Beer league hockey player sentenced to jail time for vicious slash

Beer leagues are a way for adult men and women to get together in a controlled environment, suit up and live out their inner desire to play sports.

While the designation of a beer league infers that there’s a laid back atmosphere, there are always a few players that go too far and can’t walk the fine line between fun and inappropriate competitiveness.

This is especially the case in beer league hockey. We’re not talking about softball, here.

As you know, hockey itself can be a brutal sport and NHL players are some of the biggest badasses in the world of sports, often times sacrificing their faces and bodies to step in front of 100 mile-per-hour slap shots, dropping gloves to honor their teammates with on-ice fights and crushing each other with bone-crunching hits into the boards and in open ice.

While checking or any physical contact is usually banned in beer leagues, sometimes things can get out of hand. That’s what happened in the video below. Keep an eye on the goalie.

As you can clearly see, the goaltender, Todd Ball, clearly slashed the opposing player across the face in the 3-on-3 tournament that was held in Fort Erie, Ontario last summer. The play was completely unwarranted and was incredibly dangerous.

According to Pete Blackburn of Fox Sports, the recipient of the vicious hit, 27-year-old Ryan Cox, suffered a concussion, broken nose and fractured orbital bone as a result. He also needed six plates in his face and underwent facial reconstruction surgery and is not yet done dealing with the lingering effects of the injuries. 

The act was also criminal. Ball received 30 days in jail as a punishment for the assault, but Cox isn’t satisfied.

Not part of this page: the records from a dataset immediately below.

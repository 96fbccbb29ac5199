//! Minimal markup tree for the configuration form
//!
//! [`MarkupNode`] is a tag with ordered attributes, optional inline text and
//! child nodes. Tree construction lives in [`crate::render`]; turning a tree
//! into text is the separate [`serialize`] step, so tests can assert on the
//! structure directly.

use std::fmt::Write;

/// Elements written without a closing tag
const VOID_TAGS: &[&str] = &["input", "link", "meta", "br"];

/// A node of the rendered form
#[derive(Debug, Clone, Default, PartialEq, Eq)]
pub struct MarkupNode {
    pub tag: String,

    /// Attributes in insertion order; `None` values render as bare flags
    /// (`checked`, `selected`)
    pub attributes: Vec<(String, Option<String>)>,

    pub text: Option<String>,

    pub children: Vec<MarkupNode>,
}

impl MarkupNode {
    pub fn new(tag: impl Into<String>) -> Self {
        Self {
            tag: tag.into(),
            ..Default::default()
        }
    }

    /// Set an attribute, replacing any previous value in place
    pub fn attr(mut self, name: impl Into<String>, value: impl Into<String>) -> Self {
        self.set(name.into(), Some(value.into()));
        self
    }

    /// Set an attribute only when a value is present
    pub fn attr_opt(self, name: impl Into<String>, value: Option<impl Into<String>>) -> Self {
        match value {
            Some(value) => self.attr(name, value),
            None => self,
        }
    }

    /// Set a value-less attribute
    pub fn flag(mut self, name: impl Into<String>) -> Self {
        self.set(name.into(), None);
        self
    }

    pub fn text(mut self, text: impl Into<String>) -> Self {
        self.text = Some(text.into());
        self
    }

    pub fn child(mut self, child: MarkupNode) -> Self {
        self.children.push(child);
        self
    }

    pub fn children(mut self, children: impl IntoIterator<Item = MarkupNode>) -> Self {
        self.children.extend(children);
        self
    }

    fn set(&mut self, name: String, value: Option<String>) {
        match self.attributes.iter_mut().find(|(n, _)| *n == name) {
            Some(slot) => slot.1 = value,
            None => self.attributes.push((name, value)),
        }
    }

    /// Value of an attribute; `Some(None)` for a present flag
    pub fn get_attr(&self, name: &str) -> Option<Option<&str>> {
        self.attributes
            .iter()
            .find(|(n, _)| n == name)
            .map(|(_, v)| v.as_deref())
    }

    pub fn has_attr(&self, name: &str) -> bool {
        self.get_attr(name).is_some()
    }

    /// All descendants (including self) with the given tag, depth-first
    pub fn find_all<'a>(&'a self, tag: &str) -> Vec<&'a MarkupNode> {
        let mut found = Vec::new();
        let mut stack = vec![self];
        while let Some(node) = stack.pop() {
            if node.tag == tag {
                found.push(node);
            }
            stack.extend(node.children.iter().rev());
        }
        found
    }

    /// First descendant (including self) whose `id` attribute matches
    pub fn find_by_id<'a>(&'a self, id: &str) -> Option<&'a MarkupNode> {
        let mut stack = vec![self];
        while let Some(node) = stack.pop() {
            if node.get_attr("id") == Some(Some(id)) {
                return Some(node);
            }
            stack.extend(node.children.iter().rev());
        }
        None
    }

    fn is_void(&self) -> bool {
        VOID_TAGS.contains(&self.tag.as_str())
    }
}

// ─────────────────────────────────────────────────────────────────────────────
// Serialization
// ─────────────────────────────────────────────────────────────────────────────

/// Serialize a tree to markup text
pub fn serialize(node: &MarkupNode) -> String {
    let mut out = String::new();
    write_node(&mut out, node);
    out
}

/// Serialize a tree as a complete HTML document
pub fn to_document(root: &MarkupNode) -> String {
    format!("<!DOCTYPE html>{}", serialize(root))
}

fn write_node(out: &mut String, node: &MarkupNode) {
    out.push('<');
    out.push_str(&node.tag);
    for (name, value) in &node.attributes {
        match value {
            Some(value) => {
                // Writing into a String cannot fail
                let _ = write!(out, " {}=\"{}\"", name, escape_attr(value));
            }
            None => {
                out.push(' ');
                out.push_str(name);
            }
        }
    }
    out.push('>');

    if node.is_void() {
        return;
    }

    if let Some(text) = &node.text {
        out.push_str(&escape_text(text));
    }
    for child in &node.children {
        write_node(out, child);
    }

    out.push_str("</");
    out.push_str(&node.tag);
    out.push('>');
}

/// Escape text content
pub fn escape_text(s: &str) -> String {
    s.replace('&', "&amp;")
        .replace('<', "&lt;")
        .replace('>', "&gt;")
}

/// Escape a double-quoted attribute value
pub fn escape_attr(s: &str) -> String {
    escape_text(s).replace('"', "&quot;")
}
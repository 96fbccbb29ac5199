//! Installed formatter version

use std::path::Path;
use std::time::Duration;

use ucfg_core::prelude::*;
use ucfg_core::version::extract_version;

use crate::process::run_with_timeout;

/// Default timeout for `--version`
pub const VERSION_TIMEOUT: Duration = Duration::from_secs(5);

/// Ask the executable for its version token
///
/// Any failure (missing executable, timeout, non-zero exit, no token in the
/// output) yields `None`: the version is simply unknown.
pub async fn query_installed_version(executable: &Path, timeout: Duration) -> Option<String> {
    let output = match run_with_timeout(executable, &["--version"], None, timeout).await {
        Ok(output) => output,
        Err(e) => {
            debug!("Version query failed for {}: {}", executable.display(), e);
            return None;
        }
    };

    if !output.success() {
        debug!("--version exited with {:?}", output.code);
        return None;
    }

    let version = extract_version(&output.stdout);
    match &version {
        Some(v) => info!("Installed formatter version: {}", v),
        None => debug!("No version token in {:?}", output.stdout.trim()),
    }
    version
}
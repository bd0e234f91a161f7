//! Intermediate Representation (IR) for user-agent rules.
//!
//! This module defines the core data structures shared by the built-in rule
//! tables, caller-supplied extensions and the matcher.

use crate::error::{Result, UaError};
use crate::normalize::NormalizationTable;
use regex::Regex;
use serde::{Deserialize, Serialize};
use std::borrow::Cow;
use std::fmt;
use std::str::FromStr;
use std::sync::Arc;

/// One of the five classification axes.
#[derive(Debug, Clone, Copy, PartialEq, Eq, Hash, PartialOrd, Ord, Serialize, Deserialize)]
#[serde(rename_all = "lowercase")]
pub enum Category {
    Browser,
    Cpu,
    Device,
    Engine,
    Os,
}

impl Category {
    pub const ALL: [Category; 5] = [
        Category::Browser,
        Category::Cpu,
        Category::Device,
        Category::Engine,
        Category::Os,
    ];

    pub fn as_str(&self) -> &'static str {
        match self {
            Category::Browser => "browser",
            Category::Cpu => "cpu",
            Category::Device => "device",
            Category::Engine => "engine",
            Category::Os => "os",
        }
    }

    /// Position of this category inside per-category arrays.
    pub(crate) fn index(self) -> usize {
        self as usize
    }
}

impl fmt::Display for Category {
    fn fmt(&self, f: &mut fmt::Formatter<'_>) -> fmt::Result {
        f.write_str(self.as_str())
    }
}

impl FromStr for Category {
    type Err = UaError;

    fn from_str(s: &str) -> Result<Self> {
        Category::ALL
            .into_iter()
            .find(|category| category.as_str().eq_ignore_ascii_case(s))
            .ok_or_else(|| UaError::InvalidExtension(format!("unknown category: {s}")))
    }
}

/// Output field a binding writes to.
#[derive(Debug, Clone, Copy, PartialEq, Eq, Hash, Serialize, Deserialize)]
#[serde(rename_all = "lowercase")]
pub enum Field {
    Name,
    Version,
    Major,
    Type,
    Architecture,
    Vendor,
    Model,
}

impl Field {
    pub(crate) const COUNT: usize = 7;

    pub fn as_str(&self) -> &'static str {
        match self {
            Field::Name => "name",
            Field::Version => "version",
            Field::Major => "major",
            Field::Type => "type",
            Field::Architecture => "architecture",
            Field::Vendor => "vendor",
            Field::Model => "model",
        }
    }

    pub(crate) fn index(self) -> usize {
        self as usize
    }
}

impl fmt::Display for Field {
    fn fmt(&self, f: &mut fmt::Formatter<'_>) -> fmt::Result {
        f.write_str(self.as_str())
    }
}

/// Extraction descriptor: how one output field is populated from a match.
///
/// Every variant except [`Binding::Fixed`] consumes the next capture group,
/// left to right.
#[derive(Debug, Clone)]
pub enum Binding {
    /// Bind the next capture group verbatim.
    Capture(Field),
    /// Bind a constant; no capture group is consumed.
    Fixed(Field, Cow<'static, str>),
    /// Bind the next capture group after looking it up in a normalization table.
    Mapped(Field, Arc<NormalizationTable>),
    /// Bind the next capture group with every match of `pattern` replaced.
    Replace {
        field: Field,
        pattern: Regex,
        replacement: Cow<'static, str>,
    },
    /// Bind the next capture group lower-cased.
    Lowercase(Field),
}

impl Binding {
    pub fn fixed(field: Field, value: impl Into<Cow<'static, str>>) -> Self {
        Binding::Fixed(field, value.into())
    }

    pub fn mapped(field: Field, table: &Arc<NormalizationTable>) -> Self {
        Binding::Mapped(field, Arc::clone(table))
    }

    pub fn replace(
        field: Field,
        pattern: &str,
        replacement: impl Into<Cow<'static, str>>,
    ) -> Result<Self> {
        let pattern = Regex::new(pattern).map_err(|e| UaError::invalid_regex(pattern, &e))?;
        Ok(Binding::Replace {
            field,
            pattern,
            replacement: replacement.into(),
        })
    }

    pub fn field(&self) -> Field {
        match self {
            Binding::Capture(field)
            | Binding::Fixed(field, _)
            | Binding::Mapped(field, _)
            | Binding::Lowercase(field) => *field,
            Binding::Replace { field, .. } => *field,
        }
    }

    pub fn consumes_capture(&self) -> bool {
        !matches!(self, Binding::Fixed(..))
    }
}

/// A compiled pattern together with the source it was built from.
#[derive(Debug, Clone)]
pub struct Pattern {
    source: Cow<'static, str>,
    case_sensitive: bool,
    regex: Regex,
}

impl Pattern {
    /// Compile a case-insensitive pattern.
    pub fn new(source: impl Into<Cow<'static, str>>) -> Result<Self> {
        Self::build(source.into(), false)
    }

    /// Compile a pattern that keeps its literal casing.
    pub fn case_sensitive(source: impl Into<Cow<'static, str>>) -> Result<Self> {
        Self::build(source.into(), true)
    }

    fn build(source: Cow<'static, str>, case_sensitive: bool) -> Result<Self> {
        let effective = effective_source(&source, case_sensitive);
        let regex = Regex::new(&effective).map_err(|e| UaError::invalid_regex(&source, &e))?;
        Ok(Self {
            source,
            case_sensitive,
            regex,
        })
    }

    pub fn source(&self) -> &str {
        &self.source
    }

    pub fn is_case_sensitive(&self) -> bool {
        self.case_sensitive
    }

    pub fn regex(&self) -> &Regex {
        &self.regex
    }

    /// Source with the case-insensitivity flag applied, as fed to the regex engine.
    pub(crate) fn effective_source(&self) -> Cow<'_, str> {
        effective_source(&self.source, self.case_sensitive)
    }
}

fn effective_source(source: &str, case_sensitive: bool) -> Cow<'_, str> {
    if case_sensitive {
        Cow::Borrowed(source)
    } else {
        Cow::Owned(format!("(?i){source}"))
    }
}

/// A pattern list plus its extraction spec, evaluated as one unit.
#[derive(Debug, Clone)]
pub struct Rule {
    pub patterns: Vec<Pattern>,
    pub bindings: Vec<Binding>,
}

impl Rule {
    /// Compile a rule from case-insensitive pattern sources.
    pub fn new(patterns: &[&str], bindings: Vec<Binding>) -> Result<Self> {
        let patterns = patterns
            .iter()
            .map(|source| Pattern::new(source.to_string()))
            .collect::<Result<Vec<_>>>()?;
        Ok(Self::from_patterns(patterns, bindings))
    }

    pub fn from_patterns(patterns: Vec<Pattern>, bindings: Vec<Binding>) -> Self {
        Self { patterns, bindings }
    }

    /// Number of capture groups the extraction spec expects.
    pub fn capture_count(&self) -> usize {
        self.bindings.iter().filter(|b| b.consumes_capture()).count()
    }
}

#[cfg(test)]
mod tests {
    use super::*;

    #[test]
    fn test_category_round_trip_names() {
        for category in Category::ALL {
            assert_eq!(category.as_str().parse::<Category>().unwrap(), category);
        }
        assert_eq!("OS".parse::<Category>().unwrap(), Category::Os);
        assert!("platform".parse::<Category>().is_err());
    }

    #[test]
    fn test_category_indices_are_dense() {
        let indices: Vec<usize> = Category::ALL.iter().map(|c| c.index()).collect();
        assert_eq!(indices, vec![0, 1, 2, 3, 4]);
    }

    #[test]
    fn test_pattern_defaults_to_case_insensitive() {
        let pattern = Pattern::new("(chrome)/([\\w.]+)").unwrap();
        assert!(!pattern.is_case_sensitive());
        assert!(pattern.regex().is_match("CHROME/1.0"));
        assert_eq!(pattern.source(), "(chrome)/([\\w.]+)");
    }

    #[test]
    fn test_case_sensitive_pattern() {
        let pattern = Pattern::case_sensitive("(Chrome)/").unwrap();
        assert!(pattern.regex().is_match("Chrome/1"));
        assert!(!pattern.regex().is_match("chrome/1"));
    }

    #[test]
    fn test_invalid_pattern_is_reported() {
        let err = Pattern::new("(broken").unwrap_err();
        assert!(matches!(err, UaError::InvalidRegex { ref pattern, .. } if pattern == "(broken"));
    }

    #[test]
    fn test_fixed_binding_consumes_no_capture() {
        let rule = Rule::new(
            &["(mybrowser)/([\\w.]+)"],
            vec![
                Binding::Capture(Field::Name),
                Binding::Capture(Field::Version),
                Binding::fixed(Field::Type, "bot"),
            ],
        )
        .unwrap();
        assert_eq!(rule.capture_count(), 2);
        assert_eq!(rule.bindings[2].field(), Field::Type);
    }
}
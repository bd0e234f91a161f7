use super::{capture, fixed, mapped, rule};
use crate::ir::Field::{Model, Type, Vendor};
use crate::ir::Rule;
use crate::model::device_type::{CONSOLE, EMBEDDED, MOBILE, SMARTTV, TABLET, WEARABLE, XR};
use crate::normalize::DEVICE_VENDORS;
use std::sync::Arc;

pub(super) fn rules() -> Vec<Arc<Rule>> {
    vec![
        // Nokia Windows Phones also claim iPhone and Android compatibility.
        rule(
            &[r"\b(nokia)[;_ -]+(lumia \d+|n900)"],
            vec![mapped(Vendor, &DEVICE_VENDORS), capture(Model), fixed(Type, MOBILE)],
        ),
        rule(
            &[r"\b(nokia)[-_ ]?([-\w.]*)"],
            vec![mapped(Vendor, &DEVICE_VENDORS), capture(Model), fixed(Type, MOBILE)],
        ),
        // Smart TVs that would otherwise be taken for phones
        rule(
            &[r"\b(?:hbbtv|smart-tv).+(samsung)"],
            vec![mapped(Vendor, &DEVICE_VENDORS), fixed(Type, SMARTTV)],
        ),
        rule(
            &[r"\b(lg) ?netcast\.tv"],
            vec![mapped(Vendor, &DEVICE_VENDORS), fixed(Type, SMARTTV)],
        ),
        // Samsung
        rule(
            &[r"\b(sch-i[89]0\d|shw-m380s|sm-[ptx]\w{2,4}|gt-[pn]\d{2,4}|sgh-t8[56]9|nexus 10)"],
            vec![capture(Model), fixed(Vendor, "Samsung"), fixed(Type, TABLET)],
        ),
        rule(
            &[
                r"\b((?:s[cgp]h|gt|sm)-[a-km-qs-z0-9]\w*|galaxy nexus)",
                r"\bsamsung[- ]([-\w]+)",
                r"\bsec-(sgh\w+)",
            ],
            vec![capture(Model), fixed(Vendor, "Samsung"), fixed(Type, MOBILE)],
        ),
        // Apple
        rule(
            &[r"\((ip(?:hone|od)[\w ]*);"],
            vec![capture(Model), fixed(Vendor, "Apple"), fixed(Type, MOBILE)],
        ),
        rule(
            &[
                r"\((ipad);[-\w),; ]+apple",
                r"applecoremedia/[\w.]+ \((ipad)",
                r"\b(ipad)\d\d?,\d\d?[;\]].+ios",
            ],
            vec![capture(Model), fixed(Vendor, "Apple"), fixed(Type, TABLET)],
        ),
        rule(
            &[r"\b(apple ?tv)\b"],
            vec![fixed(Model, "Apple TV"), fixed(Vendor, "Apple"), fixed(Type, SMARTTV)],
        ),
        rule(
            &[r"\b(watch)(?: ?os[,/]|\d,\d/)[\d.]+"],
            vec![capture(Model), fixed(Vendor, "Apple"), fixed(Type, WEARABLE)],
        ),
        rule(
            &[r"(macintosh);"],
            vec![capture(Model), fixed(Vendor, "Apple")],
        ),
        // Huawei
        rule(
            &[r"\b((?:ag[rs][23]?|bah2?|sht?|btv)-a?[lw]\d{2})\b"],
            vec![capture(Model), fixed(Vendor, "Huawei"), fixed(Type, TABLET)],
        ),
        rule(
            &[
                r"(?:huawei|honor)[-_ ]?([-\w ]+)[;)]",
                r"\b(nexus 6p|\w{2,4}e?-[atu]?[ln][\dx][012359c][adn]?)\b",
            ],
            vec![capture(Model), fixed(Vendor, "Huawei"), fixed(Type, MOBILE)],
        ),
        // Xiaomi tablets before phones
        rule(
            &[r"\b((?:xiaomi[_ ])?mi[- ]?pad[\w ]*)(?: bui|\))"],
            vec![capture(Model), fixed(Vendor, "Xiaomi"), fixed(Type, TABLET)],
        ),
        rule(
            &[
                r"\b(poco[\w ]+|m2\d{3}j\d\d[a-z]{2})(?: bui|\))",
                r"\b(redmi[-_ ]?[\w ]+)(?: bui|\))",
                r"\b(mi[-_ ]?(?:a\d|one|max|cc)?[_ ]?\d?\w?[_ ]?(?:plus|se|lite|pro)?)(?: bui|\))",
            ],
            vec![capture(Model), fixed(Vendor, "Xiaomi"), fixed(Type, MOBILE)],
        ),
        // Google
        rule(
            &[r"droid.+; (pixel c)\b"],
            vec![capture(Model), fixed(Vendor, "Google"), fixed(Type, TABLET)],
        ),
        rule(
            &[r"droid.+; (pixel[\daxl ]{0,6})(?: bui|\))"],
            vec![capture(Model), fixed(Vendor, "Google"), fixed(Type, MOBILE)],
        ),
        // Sony
        rule(
            &[r"droid.+; ([c-g]\d{4}|so[-gl]\w+|xq-a\w[4-7][12]) bui"],
            vec![capture(Model), fixed(Vendor, "Sony"), fixed(Type, MOBILE)],
        ),
        rule(
            &[r"\b(?:sony)?sgp\w+(?: bui|\))", r"sony tablet [ps]"],
            vec![fixed(Model, "Xperia Tablet"), fixed(Vendor, "Sony"), fixed(Type, TABLET)],
        ),
        // HTC
        rule(
            &[r"\b(nexus 9)\b"],
            vec![capture(Model), fixed(Vendor, "HTC"), fixed(Type, TABLET)],
        ),
        rule(
            &[r"\b(htc)[-;_ ]{1,2}(\w+)"],
            vec![mapped(Vendor, &DEVICE_VENDORS), capture(Model), fixed(Type, MOBILE)],
        ),
        // LG
        rule(
            &[r"\blg[-e;/ ]+(\w+)", r"\blg-?([\d\w]+) bui"],
            vec![capture(Model), fixed(Vendor, "LG"), fixed(Type, MOBILE)],
        ),
        // Motorola
        rule(
            &[r"\b(mz60\d|xoom[2 ]{0,2}) build/"],
            vec![capture(Model), fixed(Vendor, "Motorola"), fixed(Type, TABLET)],
        ),
        rule(
            &[
                r"\b(milestone|droid(?:[2-4x]| (?:bionic|x2|pro|razr))?:?( 4g)?)\b[\w ]+build/",
                r"\bmot(?:orola)?[- ](\w*)",
            ],
            vec![capture(Model), fixed(Vendor, "Motorola"), fixed(Type, MOBILE)],
        ),
        // Amazon
        rule(
            &[r"\b(kf[a-z]{2}wi)(?: bui|\))", r"\b(kindle)/[\w.]+"],
            vec![capture(Model), fixed(Vendor, "Amazon"), fixed(Type, TABLET)],
        ),
        rule(
            &[r"\b(aft\w*)(?: bui|\))"],
            vec![capture(Model), fixed(Vendor, "Amazon"), fixed(Type, SMARTTV)],
        ),
        rule(
            &[r"\b(aeobc)\b"],
            vec![capture(Model), fixed(Vendor, "Amazon"), fixed(Type, EMBEDDED)],
        ),
        // BlackBerry
        rule(
            &[r"\b(playbook);"],
            vec![capture(Model), fixed(Vendor, "BlackBerry"), fixed(Type, TABLET)],
        ),
        rule(
            &[r"\b(blackberry)[-_ ]?(\w+)"],
            vec![mapped(Vendor, &DEVICE_VENDORS), capture(Model), fixed(Type, MOBILE)],
        ),
        rule(
            &[r"\b((?:bb[a-f]|st[hv])100-\d)"],
            vec![capture(Model), fixed(Vendor, "BlackBerry"), fixed(Type, MOBILE)],
        ),
        // Consoles
        rule(
            &[r"\b(playstation [345portablevi]+)"],
            vec![capture(Model), fixed(Vendor, "Sony"), fixed(Type, CONSOLE)],
        ),
        rule(
            &[r"\b(xbox one)\b", r"\b(xbox)[); ]"],
            vec![capture(Model), fixed(Vendor, "Microsoft"), fixed(Type, CONSOLE)],
        ),
        rule(
            &[r"\b(nintendo) ([wids3utch]+)"],
            vec![mapped(Vendor, &DEVICE_VENDORS), capture(Model), fixed(Type, CONSOLE)],
        ),
        rule(
            &[r"droid.+; (shield) bui"],
            vec![capture(Model), fixed(Vendor, "Nvidia"), fixed(Type, CONSOLE)],
        ),
        // Smart TVs
        rule(
            &[r"\b(roku)[\dx]*[)/]((?:dvp-)?[\d.]*)"],
            vec![mapped(Vendor, &DEVICE_VENDORS), capture(Model), fixed(Type, SMARTTV)],
        ),
        rule(
            &[r"\bcrkey\b"],
            vec![fixed(Model, "Chromecast"), fixed(Vendor, "Google"), fixed(Type, SMARTTV)],
        ),
        rule(
            &[r"\b(aquos-tv[\w ]+)\)"],
            vec![capture(Model), fixed(Vendor, "Sharp"), fixed(Type, SMARTTV)],
        ),
        rule(
            &[r"\b(?:smart-tv|smarttv|hbbtv|google tv|android tv)\b", r"\btv;"],
            vec![fixed(Type, SMARTTV)],
        ),
        // Wearables
        rule(
            &[r"((pebble))app"],
            vec![mapped(Vendor, &DEVICE_VENDORS), capture(Model), fixed(Type, WEARABLE)],
        ),
        rule(
            &[r"droid.+; (glass) \d"],
            vec![capture(Model), fixed(Vendor, "Google"), fixed(Type, WEARABLE)],
        ),
        rule(
            &[r"droid.+; (wt63?0{2,3})\)"],
            vec![capture(Model), fixed(Vendor, "Zebra"), fixed(Type, WEARABLE)],
        ),
        // XR
        rule(
            &[r"\b(quest(?: \d| pro)?)\b"],
            vec![capture(Model), fixed(Vendor, "Facebook"), fixed(Type, XR)],
        ),
        rule(
            &[r"\b(pico) (4|neo3(?: link|pro)?)"],
            vec![capture(Vendor), capture(Model), fixed(Type, XR)],
        ),
        // Embedded
        rule(
            &[r"(tesla)(?: qtcarbrowser|/[-\w.]+)"],
            vec![mapped(Vendor, &DEVICE_VENDORS), fixed(Type, EMBEDDED)],
        ),
        // Generic fallbacks, most specific first
        rule(
            &[r"droid .+?; ([^;]+?)(?: bui|\) applew).+? mobile safari"],
            vec![capture(Model), fixed(Type, MOBILE)],
        ),
        rule(
            &[r"droid .+?; ([^;]+?)(?: bui|\) applew).+? safari"],
            vec![capture(Model), fixed(Type, TABLET)],
        ),
        rule(&[r"\b(?:tablet|tab)[;/]"], vec![fixed(Type, TABLET)]),
        rule(
            &[r"(?:phone|mobile(?:[;/]| safari)|pda)"],
            vec![fixed(Type, MOBILE)],
        ),
        rule(
            &[r"(android[-\w. ]{0,9});.+buil"],
            vec![capture(Model), fixed(Vendor, "Generic")],
        ),
    ]
}
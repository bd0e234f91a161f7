//! Basic UA Engine usage examples.
//!
//! This example demonstrates classifying user-agent strings with the
//! built-in rules, reading them from request headers, and adding custom
//! extension rules.

use std::collections::HashMap;
use ua_engine::{parse, parse_with, ExtensionSpec, ParseArg, UaEngine, UaParser};

const CHROME_WINDOWS: &str = "Mozilla/5.0 (Windows NT 10.0; Win64; x64) AppleWebKit/537.36 (KHTML, like Gecko) Chrome/120.0.0.0 Safari/537.36";
const SAFARI_IPHONE: &str = "Mozilla/5.0 (iPhone; CPU iPhone OS 16_6 like Mac OS X) AppleWebKit/605.1.15 (KHTML, like Gecko) Version/16.6 Mobile/15E148 Safari/604.1";

fn main() -> Result<(), Box<dyn std::error::Error>> {
    println!("UA Engine Basic Usage Examples");
    println!("==============================\n");

    // Example 1: Single string
    single_string_example();
    println!();

    // Example 2: Headers
    headers_example();
    println!();

    // Example 3: Custom rules
    extension_example()?;
    println!();

    // Example 4: Batch processing
    batch_processing_example();

    Ok(())
}

/// Classify one string and print every category.
fn single_string_example() {
    println!("=== Single String Example ===");

    let result = parse(CHROME_WINDOWS);
    println!("Browser: {}", result.browser);
    println!("Engine:  {}", result.engine);
    println!("OS:      {}", result.os);
    println!("CPU:     {}", result.cpu);

    // Accessors are computed on demand and memoized per parser.
    let mut parser = UaParser::with_ua(SAFARI_IPHONE);
    println!("Device:  {}", parser.device());

    parser.set_ua(CHROME_WINDOWS);
    println!("Device after reassignment is unset: {}", parser.device().model.is_none());
}

/// Read the user agent from a header map.
fn headers_example() {
    println!("=== Headers Example ===");

    let mut headers = HashMap::new();
    headers.insert("User-Agent", SAFARI_IPHONE);
    headers.insert("Accept", "text/html");

    let result = parse_with([ParseArg::headers(&headers)]);
    println!("Browser from headers: {}", result.browser);
    println!("Device from headers:  {:?}", result.device);
}

/// Custom rules run ahead of the built-in ones.
fn extension_example() -> Result<(), Box<dyn std::error::Error>> {
    println!("=== Extension Example ===");

    let spec: ExtensionSpec = serde_json::from_str(
        r#"{
            "browser": [
                {
                    "patterns": ["(myownbrowser)/((\\d+)?[\\w.]+)"],
                    "fields": ["name", "version", "major"]
                }
            ]
        }"#,
    )?;
    let extension = spec.compile()?;

    let result = parse_with([
        ParseArg::from("Mozilla/5.0 MyOwnBrowser/1.3"),
        ParseArg::from(extension),
    ]);
    println!(
        "Custom browser: {} (major {:?})",
        result.browser, result.browser.major
    );

    Ok(())
}

/// Classify many strings in parallel with the shared engine.
fn batch_processing_example() {
    println!("=== Batch Processing Example ===");

    let uas = [CHROME_WINDOWS, SAFARI_IPHONE, "curl/7.88.1", ""];
    let results = UaEngine::builtin().classify_batch(&uas);

    for (ua, result) in uas.iter().zip(&results) {
        println!("{:>40.40} -> {}", ua, serde_json::to_string(&result.browser).unwrap_or_default());
    }
}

“He only got 30 days for breaking someone’s face. My life has never been the same,” Cox told the St. Catharines Standard. “I can’t feel my face. It is numb. I get bad headaches. It is hard for me to sleep. I’ve had facial surgeries and reconstructions. The sentence was too lenient. It’s an injustice. It’s ridiculous.”

The offender also got off easy in how he will serve his jail time. According to Blackburn, Ball will serve his sentence in prison intermittently on weekends and will also serve one year of probation.

While sports can be a vehicle to expel pent-up anger in positive ways, sometimes athletes cross the line, even in a beer league setting. This was one of those times.